On December 13, 1777, Saint David's (Society) Academy was founded to promote education in the Cheraw area.  Dewitt was a member of the Society.  Dewitt was now addressed as 
Captain in the American Revolution. They established a school during wartime.  William Dewitt and the Grand Jury met again and published their grievances to the crown of England. South Carolina established a constitution and Saint David's was entitled to one senator and six representatives. The war began to consume South Carolina, battles were everywhere and Captain William Dewitt took part in many of them.

A band of British were on their way to Coosawhatchie South Carolina with 2400 soldiers.  General Moultrie marched all his troops including Captain Dewitt to Coosawhatchie.  A massive battle ensued on May 3, 1779.  The Continental Army retreated due to massive disorganization. This weakened the morale of the Continental Army and South Carolina was considering surrendering to the British.  Captain DeWitt's wife and son, John DeWitt, sixteen years of age, were harassed at their house by a party of British.  John DeWitt was cut on the head with a sword by an officer, inflicting a scar that he carried to his grave.  Subsequently, Captain DeWitt's house on cedar creek was burned by Tories along with all his personal belongings.  Dewitt's family was endangered.  As the British approached Captain Dewitt took his family to Guilford North Carolina for their safety. He returned immediately to take an active part in the American Revolution until the close of the war.  On March 3, 1781, Captain William Dewitt Donated 480 pounds of pork to feed the guards at Kolbs Ferry.

September 1781, General Francis Marion, also known as the Swamp Fox was Captain Dewitt's superior officer.  By September 17, 1781, Governor John Rutledge wrote to General Marion, informing him that Colonel Lemuel Benton's regiment was part of his brigade. Rutledge allowed General Marion to hold special elections. William Dewitt was elected to the House of Representatives for Saint David's.  William Dewitt, and William Pegues, were two of six representatives elected for Saint David's and took their seats in the House on January 18, 1882.  The location was Jacksonborough South Carolina.

Road to Constitution

In 1883 William Dewitt was re-elected to the Assembly but 2 months later Dewitt was elected Sheriff and he vacated his seat in the Assembly.  The American Revolution ended on September 3, 1783.  On November 30, 1784, Captain William Dewitt was elected Senator of South Carolina. By March 21, 1785, he was also elected Justice for Darlington County, he was also still a Senator.  On August 13, 1785, Saint Davids society (Academy) the prominent institution of education and philanthropy continued to flourish.  William Dewitt was the vice-president. By 1788, he resigned his participation in the Saint David's (society) Academy. He attended the South Carolina ratifying convention in Charleston.

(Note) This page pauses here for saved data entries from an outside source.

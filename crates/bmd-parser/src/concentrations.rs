//! Query results: an immutable snapshot of matched concentration cells.

use std::collections::btree_map;
use std::collections::BTreeMap;
use std::sync::Arc;

use crate::error::{BmdError, BmdResult};
use crate::model::{BmdSegment, BmdTimeStep, BmdVariable, Concentration};

/// Matched cells for one (variable, segment) pair, keyed by time-step index.
#[derive(Debug)]
pub(crate) struct CellGroup {
    variable: Arc<BmdVariable>,
    segment: Arc<BmdSegment>,
    values: BTreeMap<usize, (Arc<BmdTimeStep>, f32)>,
}

impl CellGroup {
    pub(crate) fn new(variable: Arc<BmdVariable>, segment: Arc<BmdSegment>) -> Self {
        Self {
            variable,
            segment,
            values: BTreeMap::new(),
        }
    }

    pub(crate) fn insert(&mut self, time_step: Arc<BmdTimeStep>, value: f32) {
        self.values.insert(time_step.index(), (time_step, value));
    }
}

/// The immutable result of a concentrations query.
///
/// Contains exactly the variables, segments, and time steps that had at
/// least one matched cell, shares the reader's catalog entities rather than
/// copying them, and iterates deterministically: (variable, segment) groups
/// in ascending index order, time steps ascending within each group.
#[derive(Debug)]
pub struct Concentrations {
    variables: Vec<Arc<BmdVariable>>,
    segments: Vec<Arc<BmdSegment>>,
    time_steps: Vec<Arc<BmdTimeStep>>,
    cells: BTreeMap<(usize, usize), CellGroup>,
    len: usize,
}

impl Concentrations {
    pub(crate) fn new(
        variables: Vec<Arc<BmdVariable>>,
        segments: Vec<Arc<BmdSegment>>,
        time_steps: Vec<Arc<BmdTimeStep>>,
        cells: BTreeMap<(usize, usize), CellGroup>,
    ) -> Self {
        let len = cells.values().map(|group| group.values.len()).sum();
        Self {
            variables,
            segments,
            time_steps,
            cells,
            len,
        }
    }

    /// Variables that matched at least one cell, in file order.
    pub fn variables(&self) -> &[Arc<BmdVariable>] {
        &self.variables
    }

    /// Segments that matched at least one cell, in file order.
    pub fn segments(&self) -> &[Arc<BmdSegment>] {
        &self.segments
    }

    /// Time steps that matched at least one cell, in file order.
    pub fn time_steps(&self) -> &[Arc<BmdTimeStep>] {
        &self.time_steps
    }

    /// Number of matched cells.
    pub fn len(&self) -> usize {
        self.len
    }

    /// True when no cells matched (only possible after cancellation).
    pub fn is_empty(&self) -> bool {
        self.len == 0
    }

    /// Look up the concentration for an exact (variable, segment, time step)
    /// combination.
    pub fn get(
        &self,
        variable: &BmdVariable,
        segment: &BmdSegment,
        time_step: &BmdTimeStep,
    ) -> BmdResult<Concentration> {
        let group = self
            .cells
            .get(&(variable.index(), segment.index()))
            .ok_or_else(|| {
                BmdError::NotFound(format!(
                    "no concentrations for variable '{}' and segment '{}'",
                    variable.name(),
                    segment.name()
                ))
            })?;
        let (step, value) = group.values.get(&time_step.index()).ok_or_else(|| {
            BmdError::NotFound(format!(
                "no concentration at time step {} for variable '{}' and segment '{}'",
                time_step.index(),
                variable.name(),
                segment.name()
            ))
        })?;
        Ok(Concentration::new(
            group.variable.clone(),
            group.segment.clone(),
            step.clone(),
            *value,
        ))
    }

    /// Iterate over every matched concentration.
    pub fn iter(&self) -> ConcentrationsIter<'_> {
        ConcentrationsIter {
            groups: self.cells.values(),
            current: None,
        }
    }
}

impl<'a> IntoIterator for &'a Concentrations {
    type Item = Concentration;
    type IntoIter = ConcentrationsIter<'a>;

    fn into_iter(self) -> Self::IntoIter {
        self.iter()
    }
}

/// Lazy, single-pass iterator over the grouped result cells.
#[derive(Debug)]
pub struct ConcentrationsIter<'a> {
    groups: btree_map::Values<'a, (usize, usize), CellGroup>,
    current: Option<(
        &'a CellGroup,
        btree_map::Values<'a, usize, (Arc<BmdTimeStep>, f32)>,
    )>,
}

impl Iterator for ConcentrationsIter<'_> {
    type Item = Concentration;

    fn next(&mut self) -> Option<Self::Item> {
        loop {
            if let Some((group, inner)) = self.current.as_mut() {
                if let Some((step, value)) = inner.next() {
                    return Some(Concentration::new(
                        group.variable.clone(),
                        group.segment.clone(),
                        step.clone(),
                        *value,
                    ));
                }
            }
            let group = self.groups.next()?;
            self.current = Some((group, group.values.values()));
        }
    }
}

Congress of the Confederation was established between 1781 and 1789.  Many different members were from South Carolina.   The newly formed government was trying to establish a uniform government.  A constitutional convention was held in Philadelphia but many states did not want to give up their rights as independent government bodies.  Each state held a special ratifying convention.  Delegates from each state had to ratify the new document.  William Dewitt was one of the delegates from South Carolina.

Later life
Georgia and South Carolina were slave states that were committed to the institution of slavery.  They were part of the southern states that had to include slavery in the U.S. Constitution or it would not be ratified.  Slavery was abolished in 7 of the 13 colonies by 1790.  South Carolina politics became very complicated in the 1790s land ownership became a necessity to hold office.  The large platers were given more political power which disturbed Saint David's political participation in government.  William Dewitt was required to own a certain amount of land to represent the local constituents.  Records indicated that William Dewitt took on large land ownership which was beyond his means.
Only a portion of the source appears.